Handwriting transcription using word spotting with humans in the loop
MetadataShow full item record
Handwritten materials are increasingly being digitized and made available for scholarly analysis and research. To this end, numerous specialized software tools have been developed to support the crowdsourced transcription of such texts. However, as many of these tools operate at the page-level, they are unsuitable for documents containing privacy-sensitive data such as medical records, as displaying an entire page at a time risks the potential of disclosing such information to unintended parties. Additionally, manual transcription efforts can be slow and expensive.
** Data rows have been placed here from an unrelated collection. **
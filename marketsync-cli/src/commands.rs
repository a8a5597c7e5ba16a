//! Subcommands.

use std::sync::Arc;

use anyhow::Context;
use clap::Subcommand;
use marketsync_core::screens::{ProfileScreen, WalletScreen};
use marketsync_core::submission::PaymentMethodForm;
use marketsync_sdk::cancel::Cancellation;
use marketsync_sdk::client::{ProfileClient, ResilientRequester, WalletClient};
use marketsync_sdk::endpoint::EndpointResolver;
use marketsync_sdk::objects::payment_method::{
    PaymentMethodDetails, PaymentMethodDraft, SavedPaymentMethod,
};
use marketsync_sdk::session::{MemoryTokenStore, TOKEN_KEY, TokenStore, USER_ID_KEY};
use rust_decimal::Decimal;

use crate::config::LoadedConfig;

#[derive(Subcommand, Debug)]
pub enum Command {
    /// Print the candidate URLs tried for a path, in order
    Endpoints { path: String },

    /// Show balance and saved payment methods
    Wallet,

    /// Save a UPI ID
    AddUpi {
        upi_id: String,
        /// Make it the default method
        #[arg(long)]
        default: bool,
    },

    /// Save a card
    AddCard {
        number: String,
        #[arg(long)]
        holder: String,
        #[arg(long)]
        month: String,
        #[arg(long)]
        year: String,
        #[arg(long)]
        cvv: String,
        #[arg(long)]
        default: bool,
    },

    /// Save a bank account for net banking
    AddBank {
        #[arg(long)]
        bank: String,
        #[arg(long)]
        holder: String,
        #[arg(long)]
        account: String,
        /// Account number typed a second time
        #[arg(long)]
        confirm: String,
        #[arg(long)]
        ifsc: Option<String>,
        #[arg(long)]
        default: bool,
    },

    /// Make a saved method the default
    SetDefault { id: String },

    /// Delete a saved method
    Remove { id: String },

    /// Add money to the wallet
    TopUp {
        amount: Decimal,
        /// Saved method to charge
        #[arg(long)]
        method: Option<String>,
    },

    /// Show the profile, or update it when any field is given
    Profile {
        #[arg(long)]
        name: Option<String>,
        #[arg(long)]
        phone: Option<String>,
        #[arg(long)]
        city: Option<String>,
    },
}

pub async fn run(command: Command, config: LoadedConfig, cancel: Cancellation) -> anyhow::Result<()> {
    if let Command::Endpoints { path } = &command {
        let resolver = EndpointResolver::new(config.client.endpoints.clone());
        for url in &resolver.resolve(path) {
            println!("{url}");
        }
        return Ok(());
    }

    let session: Arc<dyn TokenStore> = Arc::new(session_store(&config));
    if session.bearer_token().is_none() {
        tracing::warn!("No session token configured, requests will be anonymous");
    }
    let requester =
        ResilientRequester::new(&config.client).context("could not set up the HTTP client")?;

    match command {
        Command::Endpoints { .. } => Ok(()),
        Command::Profile { name, phone, city } => {
            let screen = ProfileScreen::new(ProfileClient::new(requester, session))
                .with_cancellation(cancel);
            run_profile(&screen, name, phone, city).await
        }
        wallet_command => {
            let screen = WalletScreen::new(WalletClient::new(requester, session))
                .with_cancellation(cancel);
            run_wallet(&screen, wallet_command).await
        }
    }
}

fn session_store(config: &LoadedConfig) -> MemoryTokenStore {
    let store = MemoryTokenStore::new();
    if let Some(token) = &config.session.token {
        store.set(TOKEN_KEY, token);
    }
    if let Some(user_id) = &config.session.user_id {
        store.set(USER_ID_KEY, user_id);
    }
    store
}

async fn run_wallet(screen: &WalletScreen, command: Command) -> anyhow::Result<()> {
    match command {
        Command::Wallet => {
            let overview = screen.load().await;
            match overview.balance {
                Ok(balance) => println!("Balance: {} {}", balance.balance, balance.currency),
                Err(e) => println!("Balance: unavailable ({e})"),
            }
            match overview.methods {
                Ok(methods) => print_methods(&methods),
                Err(e) => println!("Payment methods: unavailable ({e})"),
            }
        }
        Command::AddUpi { upi_id, default } => {
            let draft = PaymentMethodDraft::new(PaymentMethodDetails::Upi { upi_id });
            add(screen, draft, default).await?;
        }
        Command::AddCard {
            number,
            holder,
            month,
            year,
            cvv,
            default,
        } => {
            let draft = PaymentMethodDraft::new(PaymentMethodDetails::Card {
                number,
                holder_name: holder,
                expiry_month: month,
                expiry_year: year,
                cvv,
            });
            add(screen, draft, default).await?;
        }
        Command::AddBank {
            bank,
            holder,
            account,
            confirm,
            ifsc,
            default,
        } => {
            let draft = PaymentMethodDraft::new(PaymentMethodDetails::NetBanking {
                bank_name: bank,
                holder_name: holder,
                account_number: account,
                confirm_account_number: confirm,
                ifsc,
            });
            add(screen, draft, default).await?;
        }
        Command::SetDefault { id } => {
            load_methods(screen).await?;
            let methods = screen.set_default(&id).await?;
            print_methods(&methods);
        }
        Command::Remove { id } => {
            load_methods(screen).await?;
            let methods = screen.remove_method(&id).await?;
            print_methods(&methods);
        }
        Command::TopUp { amount, method } => {
            let receipt = screen.top_up(amount, method).await?;
            println!("Top-up {} accepted", receipt.transaction_id);
            if let Some(balance) = screen.balance() {
                println!("Balance: {} {}", balance.balance, balance.currency);
            }
        }
        Command::Endpoints { .. } | Command::Profile { .. } => {}
    }
    Ok(())
}

async fn add(screen: &WalletScreen, draft: PaymentMethodDraft, default: bool) -> anyhow::Result<()> {
    let draft = if default { draft.as_default() } else { draft };
    let mut form = PaymentMethodForm::new(draft);
    if let Some(reason) = form.check().reason() {
        anyhow::bail!("cannot save payment method: {reason}");
    }
    let saved = screen.add_payment_method(&mut form).await?;
    println!("Saved {} ({})", saved.label(), saved.id());
    Ok(())
}

async fn load_methods(screen: &WalletScreen) -> anyhow::Result<()> {
    screen
        .load()
        .await
        .methods
        .map(|_| ())
        .map_err(|e| anyhow::anyhow!("could not load payment methods: {e}"))
}

fn print_methods(methods: &[SavedPaymentMethod]) {
    if methods.is_empty() {
        println!("No saved payment methods");
        return;
    }
    for method in methods {
        let marker = if method.is_default() { "*" } else { " " };
        println!("{marker} {:<28} {}", method.label(), method.id());
    }
}

async fn run_profile(
    screen: &ProfileScreen,
    name: Option<String>,
    phone: Option<String>,
    city: Option<String>,
) -> anyhow::Result<()> {
    let mut profile = screen.load().await?;
    if name.is_some() || phone.is_some() || city.is_some() {
        if let Some(name) = name {
            profile.name = name;
        }
        profile.phone = phone.or(profile.phone);
        profile.city = city.or(profile.city);
        profile = screen.update(profile).await?;
        println!("Profile updated");
    }
    println!("Name:  {}", profile.name);
    println!("Email: {}", profile.email);
    println!("Phone: {}", profile.phone.as_deref().unwrap_or("-"));
    println!("City:  {}", profile.city.as_deref().unwrap_or("-"));
    Ok(())
}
Automated optical character recognition (OCR) methods perform poorly on handwritten text due to factors such as the large variability in human handwriting, degradation of paper documents, and artifacts of scanning. Thus, handwritten text recognition and analysis remain active areas of research. With the renewed interest in neural networks, recent methods using deep learning have achieved unprecedented state-of-the-art results on benchmark datasets in areas including word recognition, word spotting, and character recognition. Despite this, current methods are not yet robust enough to fully automate handwriting transcription tasks alone. In this work, we report a novel approach that combines the efficiency of machine learning with the accuracy of human intelligence in order to semi-automatically transcribe a challenging real-world dataset of word images segmented from historical handwritten medical records as part of the Central State Hospital Digital (CSH) Library and Archives project. Specifically, we leverage a deep convolutional network to generate feature sets, identify groups of similar images using unsupervised hierarchical density-based clustering, and develop a system to obtain cluster transcriptions from human workers on an online crowdsourcing platform. In doing so, we aim to reduce the number of images to be sent to the crowd, thereby optimizing monetary and time costs while maintaining an acceptable level of accuracy as well as preserving the privacy of the data.